> Study material:
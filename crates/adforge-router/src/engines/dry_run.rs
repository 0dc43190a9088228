//! Planning-mode engine.

use async_trait::async_trait;
use tracing::debug;

use crate::engine::{EngineJob, EngineStatus, OutputReference, RenderEngine};
use crate::error::EngineError;

/// Accepts every plan and renders nothing.
///
/// Returns a `dryrun://` reference carrying the plan duration, so the rest
/// of the route (validation, history, metrics) runs as it would for real.
pub struct DryRunEngine {
    id: String,
}

impl DryRunEngine {
    pub fn new(id: impl Into<String>) -> Self {
        Self { id: id.into() }
    }
}

#[async_trait]
impl RenderEngine for DryRunEngine {
    fn id(&self) -> &str {
        &self.id
    }

    async fn submit(&self, job: &EngineJob) -> Result<EngineStatus, EngineError> {
        debug!(job_id = %job.job_id, engine_id = %self.id, "Dry run accepted plan {}", job.plan.plan_id);
        job.report(100.0, "Dry run complete");
        Ok(EngineStatus::Done(OutputReference {
            uri: format!("dryrun://{}/{}", self.id, job.plan.plan_id),
            duration_ms: Some(job.plan.total_duration_ms()),
        }))
    }
}

#[cfg(test)]
mod tests {
    use super::*;
    use crate::test_support::plan;
    use adforge_media::RenderProgress;
    use adforge_models::{JobId, Resolution};
    use std::sync::{Arc, Mutex};

    #[tokio::test]
    async fn test_dry_run_reports_plan() {
        let seen: Arc<Mutex<Vec<RenderProgress>>> = Arc::new(Mutex::new(Vec::new()));
        let sink = seen.clone();
        let job = EngineJob {
            job_id: JobId::from_string("job-1"),
            plan: plan(Resolution::FULL_HD),
            progress: Arc::new(move |event| sink.lock().unwrap().push(event)),
        };

        let status = DryRunEngine::new("planner").submit(&job).await.unwrap();
        assert_eq!(
            status,
            EngineStatus::Done(OutputReference {
                uri: "dryrun://planner/plan-test".to_string(),
                duration_ms: Some(10_000),
            })
        );
        assert_eq!(seen.lock().unwrap()[0].percent, 100.0);
    }

    #[tokio::test]
    async fn test_poll_unsupported() {
        let err = DryRunEngine::new("planner").poll("t-1").await.unwrap_err();
        assert!(!err.is_transient());
    }
}
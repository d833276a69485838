//! Access policy: who may chat with the agent.

use crate::agent::settings::Config;

/// Whether `address` may use the chat service under `config`.
///
/// The deny list wins over the allow list. The allow list is strict: an
/// address matching neither list is refused. Entries are full addresses or
/// `@domain` suffixes, compared case-insensitively.
pub fn permitted(address: &str, config: &Config) -> bool {
    let address = address.trim();
    let domain = match address.find('@') {
        Some(at) if at > 0 => &address[at..],
        // No local part, or no `@` at all.
        _ => return false,
    };

    if listed(&config.deny_list, address, domain) {
        return false;
    }
    listed(&config.allow_list, address, domain)
}

fn listed(list: &[String], address: &str, domain: &str) -> bool {
    list.iter()
        .any(|entry| entry.eq_ignore_ascii_case(address) || entry.eq_ignore_ascii_case(domain))
}

#[cfg(test)]
mod tests {
    use super::*;

    fn config(allow: &[&str], deny: &[&str]) -> Config {
        Config {
            allow_list: allow.iter().map(|s| s.to_string()).collect(),
            deny_list: deny.iter().map(|s| s.to_string()).collect(),
            ..Config::default()
        }
    }

    #[test]
    fn empty_lists_deny_everyone() {
        assert!(!permitted("alice@example.com", &Config::default()));
    }

    #[test]
    fn exact_address_is_allowed() {
        let cfg = config(&["alice@example.com"], &[]);
        assert!(permitted("alice@example.com", &cfg));
        assert!(permitted("Alice@Example.COM", &cfg));
        assert!(!permitted("bob@example.com", &cfg));
    }

    #[test]
    fn domain_entry_allows_whole_domain() {
        let cfg = config(&["@example.com"], &[]);
        assert!(permitted("alice@example.com", &cfg));
        assert!(permitted("bob@example.com", &cfg));
        assert!(!permitted("alice@example.org", &cfg));
        assert!(!permitted("alice@sub.example.com", &cfg));
    }

    #[test]
    fn deny_beats_allow() {
        let allow = ["@example.com", "alice@example.com", "eve@evil.io", "@evil.io"];
        let deny_sets: [&[&str]; 2] = [&["eve@evil.io", "alice@example.com"], &["@evil.io", "@example.com"]];
        for deny in deny_sets {
            let cfg = config(&allow, deny);
            assert!(!permitted("alice@example.com", &cfg));
            assert!(!permitted("eve@evil.io", &cfg));
        }
    }

    #[test]
    fn deny_by_domain_covers_every_address() {
        let cfg = config(&["@corp.io"], &["@corp.io"]);
        for user in ["a", "b.c", "first+tag"] {
            assert!(!permitted(&format!("{user}@corp.io"), &cfg));
        }
    }

    #[test]
    fn unlisted_addresses_are_denied() {
        let cfg = config(&["@corp.io", "vip@gmail.com"], &["@spam.com"]);
        for addr in ["x@gmail.com", "y@corp.org", "z@other.net", "vip@gmail.co"] {
            assert!(!permitted(addr, &cfg), "{addr} should be denied");
        }
    }

    #[test]
    fn malformed_addresses_are_denied() {
        let cfg = config(&["@example.com"], &[]);
        assert!(!permitted("@example.com", &cfg));
        assert!(!permitted("example.com", &cfg));
        assert!(!permitted("", &cfg));
    }

    #[test]
    fn domain_is_taken_after_first_at() {
        let cfg = config(&["@b@example.com"], &[]);
        assert!(permitted("a@b@example.com", &cfg));
    }
}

> What is being asked: Wherever the string "Resolution" appears in a line above, copy that line.

> Exercise result:
    use adforge_models::{JobId, Resolution};
            plan: plan(Resolution::FULL_HD),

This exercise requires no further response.